Frontiers in Chemistry and Chemical Engineering
Xiao Wang is an associate professor in the Department of Chemistry at MIT and a core institute member at the Broad Institute of MIT and Harvard. Her lab develops and applies new chemical, biophysical, and genomic tools to better understand tissue function and dysfunction at the molecular level. Wang joined the MIT and Broad after conducting postdoctoral research at Stanford University with Professor Karl Deisseroth, where she was a postdoctoral fellow of the Life Sciences Research Foundation. At Stanford, she developed comprehensive methods for analyzing RNA in intact tissues that merge sequencing with imaging, in order to reveal the locations of various cell types in the brain. Wang received her B.S. in chemistry and molecular engineering from Peking University in 2010 and her Ph.D. in chemistry from the University of Chicago in 2015, where she elucidated the cellular functions of RNA modifications with Professor Chuan He.

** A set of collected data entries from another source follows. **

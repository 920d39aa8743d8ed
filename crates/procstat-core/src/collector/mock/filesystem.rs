//! In-memory mock filesystem for testing collectors without real `/proc`.
//!
//! This module provides `MockFs` which simulates a filesystem in memory,
//! allowing tests to run on macOS and in CI environments without Linux.

use std::collections::{HashMap, HashSet};
use std::io;
use std::path::{Path, PathBuf};

use crate::collector::traits::FileSystem;

/// In-memory filesystem for testing.
///
/// Stores files and directories in memory, allowing tests to simulate
/// various `/proc` filesystem states without needing actual Linux access.
#[derive(Debug, Clone, Default)]
pub struct MockFs {
    /// Map from path to file contents.
    files: HashMap<PathBuf, String>,
    /// Set of directories (for read_dir support).
    directories: HashSet<PathBuf>,
}

/// Description of a process to materialize under `/proc/[pid]/`.
///
/// Only the fields the collector reads are modelled; `stat` is generated with
/// zeroes for everything else.
#[derive(Debug, Clone)]
pub struct MockProcess {
    pub pid: u32,
    pub ppid: u32,
    pub comm: String,
    pub state: char,
    pub uid: u32,
    pub utime: u64,
    pub stime: u64,
    pub threads: u32,
    pub starttime: u64,
    pub vsize: u64,
    pub rss_pages: u64,
    /// NUL-separated argv, empty for kernel threads.
    pub cmdline: String,
    /// Number of entries in `fd/`. `None` leaves the directory out, as for
    /// processes owned by other users.
    pub fds: Option<u32>,
}

impl Default for MockProcess {
    fn default() -> Self {
        Self {
            pid: 0,
            ppid: 1,
            comm: String::new(),
            state: 'S',
            uid: 0,
            utime: 0,
            stime: 0,
            threads: 1,
            starttime: 0,
            vsize: 0,
            rss_pages: 0,
            cmdline: String::new(),
            fds: None,
        }
    }
}

impl MockProcess {
    /// Renders the `/proc/[pid]/stat` line.
    pub fn stat_line(&self) -> String {
        format!(
            "{pid} ({comm}) {state} {ppid} {pid} {pid} 0 -1 4194304 0 0 0 0 {utime} {stime} 0 0 20 0 {threads} 0 {starttime} {vsize} {rss} 18446744073709551615 0 0 0 0 0 0 0 0 0 0 0 0 17 0 0 0 0 0 0",
            pid = self.pid,
            comm = self.comm,
            state = self.state,
            ppid = self.ppid,
            utime = self.utime,
            stime = self.stime,
            threads = self.threads,
            starttime = self.starttime,
            vsize = self.vsize,
            rss = self.rss_pages,
        )
    }

    /// Renders `/proc/[pid]/status`.
    pub fn status_text(&self) -> String {
        let mut status = format!(
            "Name:\t{name}\nState:\t{state}\nPid:\t{pid}\nPPid:\t{ppid}\nUid:\t{uid}\t{uid}\t{uid}\t{uid}\nGid:\t{uid}\t{uid}\t{uid}\t{uid}\n",
            name = self.comm,
            state = self.state,
            pid = self.pid,
            ppid = self.ppid,
            uid = self.uid,
        );
        if self.rss_pages > 0 {
            status.push_str(&format!("VmRSS:\t{} kB\n", self.rss_pages * 4));
        }
        status.push_str(&format!("Threads:\t{}\n", self.threads));
        status
    }
}

impl MockFs {
    /// Creates a new empty mock filesystem.
    pub fn new() -> Self {
        Self::default()
    }

    /// Adds a file with the given content.
    ///
    /// Parent directories are automatically created.
    pub fn add_file(&mut self, path: impl AsRef<Path>, content: impl Into<String>) {
        let path = path.as_ref().to_path_buf();
        self.add_parents(&path);
        self.files.insert(path, content.into());
    }

    /// Adds an empty directory.
    pub fn add_dir(&mut self, path: impl AsRef<Path>) {
        let path = path.as_ref().to_path_buf();
        self.add_parents(&path);
        self.directories.insert(path);
    }

    fn add_parents(&mut self, path: &Path) {
        let mut parent = path.parent();
        while let Some(p) = parent {
            if !p.as_os_str().is_empty() {
                self.directories.insert(p.to_path_buf());
            }
            parent = p.parent();
        }
    }

    /// Adds a process from raw `/proc/[pid]/` file contents.
    ///
    /// # Arguments
    /// * `pid` - Process ID
    /// * `stat` - Content of `/proc/[pid]/stat`
    /// * `status` - Content of `/proc/[pid]/status`
    /// * `cmdline` - Content of `/proc/[pid]/cmdline`
    /// * `comm` - Content of `/proc/[pid]/comm`
    pub fn add_process(&mut self, pid: u32, stat: &str, status: &str, cmdline: &str, comm: &str) {
        let base = PathBuf::from(format!("/proc/{}", pid));
        self.add_dir(&base);
        self.add_file(base.join("stat"), stat);
        self.add_file(base.join("status"), status);
        self.add_file(base.join("cmdline"), cmdline);
        self.add_file(base.join("comm"), comm);
    }

    /// Adds (or replaces) a process described by `MockProcess`.
    pub fn add_mock_process(&mut self, process: &MockProcess) {
        self.remove_process(process.pid);
        self.add_process(
            process.pid,
            &process.stat_line(),
            &process.status_text(),
            &process.cmdline,
            &format!("{}\n", process.comm),
        );
        if let Some(fds) = process.fds {
            self.add_fds(process.pid, fds);
        }
    }

    /// Adds a user process with the given cumulative CPU ticks.
    ///
    /// Start time is derived from the pid so repeated calls keep the same
    /// process identity.
    pub fn add_simple_process(
        &mut self,
        pid: u32,
        comm: &str,
        uid: u32,
        cpu_ticks: u64,
        rss_pages: u64,
        threads: u32,
    ) {
        self.add_mock_process(&MockProcess {
            pid,
            comm: comm.to_string(),
            uid,
            utime: cpu_ticks,
            threads,
            starttime: u64::from(pid) * 10,
            vsize: rss_pages * 4096 * 4,
            rss_pages,
            cmdline: format!("/usr/bin/{}\0", comm),
            fds: Some(3),
            ..MockProcess::default()
        });
    }

    /// Creates `count` entries under `/proc/[pid]/fd/`.
    pub fn add_fds(&mut self, pid: u32, count: u32) {
        let fd_dir = PathBuf::from(format!("/proc/{}/fd", pid));
        self.add_dir(&fd_dir);
        for fd in 0..count {
            self.add_file(fd_dir.join(fd.to_string()), "");
        }
    }

    /// Removes a process directory and everything below it.
    pub fn remove_process(&mut self, pid: u32) {
        let base = PathBuf::from(format!("/proc/{}", pid));
        self.files.retain(|path, _| !path.starts_with(&base));
        self.directories.retain(|path| !path.starts_with(&base));
    }
}

impl FileSystem for MockFs {
    fn read_to_string(&self, path: &Path) -> io::Result<String> {
        self.files.get(path).cloned().ok_or_else(|| {
            io::Error::new(
                io::ErrorKind::NotFound,
                format!("file not found: {:?}", path),
            )
        })
    }

    fn exists(&self, path: &Path) -> bool {
        self.files.contains_key(path) || self.directories.contains(path)
    }

    fn read_dir(&self, path: &Path) -> io::Result<Vec<PathBuf>> {
        if !self.directories.contains(path) {
            return Err(io::Error::new(
                io::ErrorKind::NotFound,
                format!("directory not found: {:?}", path),
            ));
        }

        let mut entries = HashSet::new();

        for file_path in self.files.keys() {
            if file_path.parent().is_some_and(|parent| parent == path) {
                entries.insert(file_path.clone());
            }
        }

        for dir_path in &self.directories {
            if dir_path.parent().is_some_and(|parent| parent == path) && dir_path != path {
                entries.insert(dir_path.clone());
            }
        }

        Ok(entries.into_iter().collect())
    }
}

#[cfg(test)]
mod tests {
    use super::*;

    #[test]
    fn test_mock_fs_add_file() {
        let mut fs = MockFs::new();
        fs.add_file("/proc/sys/kernel/hostname", "node\n");

        assert!(fs.exists(Path::new("/proc/sys/kernel/hostname")));
        assert!(fs.exists(Path::new("/proc/sys")));

        let content = fs
            .read_to_string(Path::new("/proc/sys/kernel/hostname"))
            .unwrap();
        assert_eq!(content, "node\n");
    }

    #[test]
    fn test_mock_fs_read_dir() {
        let mut fs = MockFs::new();
        fs.add_file("/proc/1/stat", "stat content");
        fs.add_file("/proc/1/status", "status content");
        fs.add_file("/proc/2/stat", "stat content 2");

        let proc_entries = fs.read_dir(Path::new("/proc")).unwrap();
        assert_eq!(proc_entries.len(), 2); // /proc/1 and /proc/2

        let proc1_entries = fs.read_dir(Path::new("/proc/1")).unwrap();
        assert_eq!(proc1_entries.len(), 2); // stat and status
    }

    #[test]
    fn test_mock_fs_add_mock_process() {
        let mut fs = MockFs::new();
        fs.add_mock_process(&MockProcess {
            pid: 1234,
            comm: "bash".to_string(),
            cmdline: "/bin/bash\0--login\0".to_string(),
            fds: Some(5),
            ..MockProcess::default()
        });

        assert!(fs.exists(Path::new("/proc/1234/stat")));
        assert!(fs.exists(Path::new("/proc/1234/status")));
        assert!(fs.exists(Path::new("/proc/1234/cmdline")));
        assert!(fs.exists(Path::new("/proc/1234/comm")));
        assert_eq!(fs.read_dir(Path::new("/proc/1234/fd")).unwrap().len(), 5);
    }

    #[test]
    fn test_mock_fs_replace_process_drops_old_fds() {
        let mut fs = MockFs::new();
        fs.add_fds(7, 10);
        fs.add_simple_process(7, "worker", 0, 0, 1, 1);
        assert_eq!(fs.read_dir(Path::new("/proc/7/fd")).unwrap().len(), 3);
    }

    #[test]
    fn test_mock_fs_remove_process() {
        let mut fs = MockFs::new();
        fs.add_simple_process(10, "a", 0, 0, 1, 1);
        fs.add_simple_process(100, "b", 0, 0, 1, 1);
        fs.remove_process(10);

        assert!(!fs.exists(Path::new("/proc/10")));
        assert!(!fs.exists(Path::new("/proc/10/stat")));
        assert!(fs.exists(Path::new("/proc/100/stat")));
    }

    #[test]
    fn test_mock_fs_not_found() {
        let fs = MockFs::new();
        let result = fs.read_to_string(Path::new("/nonexistent"));
        assert!(result.is_err());
        assert_eq!(result.unwrap_err().kind(), io::ErrorKind::NotFound);
    }
}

The intricate network of cell functions relies on gene expression programs. At the core of this process lies the RNA life cycle, which deciphers both the protein-coding and regulatory DNA sequences, ensuring protein products are synthesized in the right place at the right time. To better understand RNA-centered gene regulation, we first need a panoramic view of the whole mRNA life cycle directly within intact cells and tissues, encompassing synthesis, processing, transport, and translation, and degradation, which is currently obscured by limited analytical tools. In my presentation, I will first introduce our tool development of novel spatiotemporal measurements at unprecedented resolution and scale using in situ sequencing to probe the intricate dynamics of the RNA life cycle. Beyond mapping the RNA life cycle in heath and disease, I will also discuss how we have translated our knowledge of post-transcriptional gene regulation principles into next-generation RNA vectors and drugs by expanding and engineering the alphabet, structure, and topology of synthetic RNAs with unnatural chemical modifications.